::: Data supplied :::

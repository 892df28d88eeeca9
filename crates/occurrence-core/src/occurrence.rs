//! Per-buffer occurrence tracking.
//!
//! An [`Occurrence`] owns an ordered list of [`Pattern`]s and two anchor registries:
//!
//! - **match anchors**: every discovered match of any pattern
//! - **mark anchors**: the user-selected subset the operator engine works on
//!
//! Marking a span always registers it as a match too, and a mark reuses the id of its match
//! anchor, so an id present in the marks is always present in the matches.

use crate::anchors::{AnchorIter, AnchorRef, AnchorSet};
use crate::error::{OccurrenceError, Result};
use crate::host::{AnchorId, BufferId, Host};
use crate::matches::Matches;
use crate::pattern::{Pattern, PatternKind};
use crate::position::Span;

/// Tracks the patterns, matches, and marks of one buffer.
#[derive(Debug)]
pub struct Occurrence {
    buffer: BufferId,
    patterns: Vec<Pattern>,
    pub(crate) matches: AnchorSet,
    pub(crate) marks: AnchorSet,
    disposed: bool,
}

impl Occurrence {
    /// Create an empty occurrence for `buffer`.
    pub fn new<H: Host + ?Sized>(host: &mut H, buffer: BufferId) -> Self {
        Self {
            buffer,
            patterns: Vec::new(),
            matches: AnchorSet::new(host, buffer, "occurrence-matches"),
            marks: AnchorSet::new(host, buffer, "occurrence-marks"),
            disposed: false,
        }
    }

    /// The buffer this occurrence belongs to.
    pub fn buffer(&self) -> BufferId {
        self.buffer
    }

    /// Returns `true` once [`Occurrence::dispose`] has run.
    pub fn is_disposed(&self) -> bool {
        self.disposed
    }

    pub(crate) fn ensure_live(&self) -> Result<()> {
        if self.disposed {
            return Err(OccurrenceError::Disposed(self.buffer));
        }
        Ok(())
    }

    /// Patterns in insertion order.
    pub fn patterns(&self) -> &[Pattern] {
        &self.patterns
    }

    /// Normalize `text` into a pattern and add it.
    ///
    /// See [`Occurrence::add`].
    pub fn add_pattern<H: Host + ?Sized>(
        &mut self,
        host: &mut H,
        text: &str,
        kind: PatternKind,
    ) -> Result<Pattern> {
        self.ensure_live()?;
        self.add(host, Pattern::new(text, kind)?)
    }

    /// Add an already-normalized pattern.
    ///
    /// An equal pattern is returned unchanged. A new pattern is appended and every match of that
    /// pattern alone is registered as a match anchor.
    pub fn add<H: Host + ?Sized>(&mut self, host: &mut H, pattern: Pattern) -> Result<Pattern> {
        self.ensure_live()?;
        if let Some(existing) = self.patterns.iter().find(|p| **p == pattern) {
            return Ok(existing.clone());
        }

        self.patterns.push(pattern.clone());
        let found: Vec<Span> = Matches::new(
            &*host,
            self.buffer,
            std::slice::from_ref(&pattern),
            None,
            None,
        )
        .collect::<Result<_>>()?;
        for span in &found {
            self.matches.add(host, *span)?;
        }
        log::debug!(
            "buffer {}: added pattern {} ({} matches)",
            self.buffer,
            pattern,
            found.len()
        );
        Ok(pattern)
    }

    /// Forget all patterns, matches, and marks. The occurrence stays usable.
    pub fn clear_patterns<H: Host + ?Sized>(&mut self, host: &mut H) -> Result<()> {
        self.ensure_live()?;
        self.patterns.clear();
        self.marks.clear(host)?;
        self.matches.clear(host)?;
        Ok(())
    }

    /// Returns `true` if any pattern matches, optionally inside `bounds`.
    ///
    /// Stops at the first hit.
    pub fn has_matches<H: Host + ?Sized>(&self, host: &H, bounds: Option<Span>) -> Result<bool> {
        self.ensure_live()?;
        for pattern in &self.patterns {
            let mut first = Matches::new(
                host,
                self.buffer,
                std::slice::from_ref(pattern),
                bounds,
                Some(1),
            );
            if first.next().transpose()?.is_some() {
                return Ok(true);
            }
        }
        Ok(false)
    }

    /// Lazily enumerate matches of every pattern (or of `patterns`) in buffer order.
    ///
    /// Fails with [`OccurrenceError::NoPatterns`] if there is nothing to search for.
    pub fn matches<'h, H: Host + ?Sized>(
        &self,
        host: &'h H,
        bounds: Option<Span>,
        limit: Option<usize>,
        patterns: Option<&[Pattern]>,
    ) -> Result<Matches<'h, H>> {
        self.ensure_live()?;
        let patterns = patterns.unwrap_or(&self.patterns);
        if patterns.is_empty() {
            return Err(OccurrenceError::NoPatterns);
        }
        Ok(Matches::new(host, self.buffer, patterns, bounds, limit))
    }

    /// Register anchors for every current match of every pattern.
    ///
    /// Returns the number of newly registered matches.
    pub fn refresh_matches<H: Host + ?Sized>(&mut self, host: &mut H) -> Result<usize> {
        let found: Vec<Span> = self.matches(&*host, None, None, None)?.collect::<Result<_>>()?;
        let mut added = 0;
        for span in found {
            if self.matches.add(host, span)?.1 {
                added += 1;
            }
        }
        Ok(added)
    }

    /// Lazily enumerate marks in buffer order.
    pub fn marks<'h, H: Host + ?Sized>(
        &self,
        host: &'h H,
        bounds: Option<Span>,
    ) -> Result<AnchorIter<'h, H>> {
        self.ensure_live()?;
        self.marks.iter(host, bounds)
    }

    /// Number of marks.
    pub fn mark_count(&self) -> usize {
        self.marks.len()
    }

    /// Returns `true` if at least one span is marked.
    pub fn has_marks(&self) -> bool {
        !self.marks.is_empty()
    }

    /// Returns `true` if `span` (or the anchor currently at it) is marked.
    pub fn is_marked<H: Host + ?Sized>(&self, host: &H, span: impl Into<AnchorRef>) -> Result<bool> {
        self.ensure_live()?;
        self.marks.contains(host, span)
    }

    /// Mark `span`, registering it as a match too. Returns whether a new mark was added.
    pub fn mark<H: Host + ?Sized>(&mut self, host: &mut H, span: Span) -> Result<bool> {
        self.ensure_live()?;
        let (id, _) = self.matches.add(host, span)?;
        self.marks.add_as(host, id, span)
    }

    /// Unmark `span`. The match anchor stays. Returns whether something was removed.
    pub fn unmark<H: Host + ?Sized>(&mut self, host: &mut H, span: Span) -> Result<bool> {
        self.ensure_live()?;
        self.marks.remove(host, span)
    }

    /// Unmark by id, returning the span the mark was registered with.
    pub(crate) fn unmark_id<H: Host + ?Sized>(
        &mut self,
        host: &mut H,
        id: AnchorId,
    ) -> Result<Option<Span>> {
        let original = self.marks.original(id);
        let removed = self.marks.remove(host, id)?;
        Ok(original.filter(|_| removed))
    }

    /// Flip the mark state of `span`. Returns `true` if it is marked afterwards.
    pub fn toggle_mark<H: Host + ?Sized>(&mut self, host: &mut H, span: Span) -> Result<bool> {
        if self.is_marked(&*host, span)? {
            self.unmark(host, span)?;
            Ok(false)
        } else {
            self.mark(host, span)?;
            Ok(true)
        }
    }

    /// Mark every match inside `bounds`. Returns the number of new marks.
    pub fn mark_all<H: Host + ?Sized>(&mut self, host: &mut H, bounds: Option<Span>) -> Result<usize> {
        let found: Vec<Span> = self.matches(&*host, bounds, None, None)?.collect::<Result<_>>()?;
        let mut added = 0;
        for span in found {
            if self.mark(host, span)? {
                added += 1;
            }
        }
        log::debug!("buffer {}: marked {added} matches", self.buffer);
        Ok(added)
    }

    /// Unmark every mark inside `bounds`. Returns the number of removed marks.
    pub fn unmark_all<H: Host + ?Sized>(
        &mut self,
        host: &mut H,
        bounds: Option<Span>,
    ) -> Result<usize> {
        let ids: Vec<AnchorId> = self
            .marks(&*host, bounds)?
            .map(|entry| entry.map(|(id, _)| id))
            .collect::<Result<_>>()?;
        let mut removed = 0;
        for id in ids {
            if self.marks.remove(host, id)? {
                removed += 1;
            }
        }
        Ok(removed)
    }

    /// Remove a match anchor together with its mark.
    pub fn remove_match<H: Host + ?Sized>(&mut self, host: &mut H, span: Span) -> Result<bool> {
        self.ensure_live()?;
        let Some(id) = self.matches.resolve(&*host, AnchorRef::Span(span))? else {
            return Ok(false);
        };
        self.marks.remove(host, id)?;
        self.matches.remove(host, id)
    }

    /// Release every anchor and make the occurrence unusable.
    pub fn dispose<H: Host + ?Sized>(&mut self, host: &mut H) -> Result<()> {
        self.ensure_live()?;
        self.marks.clear(host)?;
        self.matches.clear(host)?;
        self.patterns.clear();
        self.disposed = true;
        log::debug!("buffer {}: occurrence disposed", self.buffer);
        Ok(())
    }
}

#[cfg(test)]
mod tests {
    use super::*;
    use crate::memory::MemoryHost;
    use crate::position::Location;

    fn span(l0: usize, c0: usize, l1: usize, c1: usize) -> Span {
        Span::new(Location::new(l0, c0), Location::new(l1, c1)).unwrap()
    }

    fn setup(text: &str) -> (MemoryHost, Occurrence) {
        let mut host = MemoryHost::new();
        let buffer = host.add_buffer(text);
        let occurrence = Occurrence::new(&mut host, buffer);
        (host, occurrence)
    }

    fn marked(host: &MemoryHost, occurrence: &Occurrence) -> Vec<Span> {
        occurrence
            .marks(host, None)
            .unwrap()
            .map(|entry| entry.unwrap().1)
            .collect()
    }

    #[test]
    fn test_add_pattern_registers_matches_once() {
        let (mut host, mut occurrence) = setup("foo bar\nbaz foo");
        let first = occurrence
            .add_pattern(&mut host, "foo", PatternKind::Word)
            .unwrap();
        let again = occurrence
            .add_pattern(&mut host, "foo", PatternKind::Word)
            .unwrap();

        assert_eq!(first, again);
        assert_eq!(occurrence.patterns().len(), 1);
        assert_eq!(occurrence.matches.len(), 2);
        assert!(occurrence.has_matches(&host, None).unwrap());
        assert!(
            !occurrence
                .has_matches(&host, Some(span(0, 3, 1, 3)))
                .unwrap()
        );
    }

    #[test]
    fn test_matches_without_patterns_fail() {
        let (host, occurrence) = setup("foo");
        assert!(matches!(
            occurrence.matches(&host, None, None, None),
            Err(OccurrenceError::NoPatterns)
        ));
        assert!(!occurrence.has_matches(&host, None).unwrap());
    }

    #[test]
    fn test_mark_is_idempotent_and_implies_match() {
        let (mut host, mut occurrence) = setup("foo bar foo");
        assert!(occurrence.mark(&mut host, span(0, 4, 0, 7)).unwrap());
        assert!(!occurrence.mark(&mut host, span(0, 4, 0, 7)).unwrap());

        assert_eq!(occurrence.mark_count(), 1);
        assert!(occurrence.matches.contains(&host, span(0, 4, 0, 7)).unwrap());
        assert!(occurrence.is_marked(&host, span(0, 4, 0, 7)).unwrap());
    }

    #[test]
    fn test_toggle_and_unmark_keep_the_match() {
        let (mut host, mut occurrence) = setup("foo bar foo");
        occurrence
            .add_pattern(&mut host, "foo", PatternKind::Word)
            .unwrap();

        assert!(occurrence.toggle_mark(&mut host, span(0, 0, 0, 3)).unwrap());
        assert!(!occurrence.toggle_mark(&mut host, span(0, 0, 0, 3)).unwrap());
        assert!(!occurrence.has_marks());
        assert_eq!(occurrence.matches.len(), 2);

        occurrence.mark(&mut host, span(0, 0, 0, 3)).unwrap();
        assert!(occurrence.remove_match(&mut host, span(0, 0, 0, 3)).unwrap());
        assert!(!occurrence.has_marks());
        assert_eq!(occurrence.matches.len(), 1);
    }

    #[test]
    fn test_mark_all_and_unmark_all_respect_bounds() {
        let (mut host, mut occurrence) = setup("foo foo\nfoo foo");
        occurrence
            .add_pattern(&mut host, "foo", PatternKind::Word)
            .unwrap();

        assert_eq!(
            occurrence
                .mark_all(&mut host, Some(span(1, 0, 1, 7)))
                .unwrap(),
            2
        );
        assert_eq!(occurrence.mark_all(&mut host, None).unwrap(), 2);
        assert_eq!(marked(&host, &occurrence).len(), 4);

        assert_eq!(
            occurrence
                .unmark_all(&mut host, Some(span(0, 0, 0, 7)))
                .unwrap(),
            2
        );
        assert_eq!(
            marked(&host, &occurrence),
            vec![span(1, 0, 1, 3), span(1, 4, 1, 7)]
        );
    }

    #[test]
    fn test_refresh_picks_up_new_text() {
        let (mut host, mut occurrence) = setup("foo");
        occurrence
            .add_pattern(&mut host, "foo", PatternKind::Word)
            .unwrap();
        let buffer = occurrence.buffer();
        host.replace(buffer, span(0, 3, 0, 3), &[" foo".to_string()], false)
            .unwrap();

        assert_eq!(occurrence.refresh_matches(&mut host).unwrap(), 1);
        assert_eq!(occurrence.refresh_matches(&mut host).unwrap(), 0);
    }

    #[test]
    fn test_disposed_occurrence_fails_fast() {
        let (mut host, mut occurrence) = setup("foo");
        occurrence.mark(&mut host, span(0, 0, 0, 3)).unwrap();
        occurrence.dispose(&mut host).unwrap();

        assert!(occurrence.is_disposed());
        assert!(matches!(
            occurrence.mark(&mut host, span(0, 0, 0, 3)),
            Err(OccurrenceError::Disposed(_))
        ));
        assert!(matches!(
            occurrence.dispose(&mut host),
            Err(OccurrenceError::Disposed(_))
        ));
        let ns = occurrence.marks.namespace();
        assert!(
            host.anchors_in(occurrence.buffer(), ns, None)
                .unwrap()
                .is_empty()
        );
    }
}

:::

Report the number of lines in the material above that include the string "clone". Nothing else belongs in the answer.

2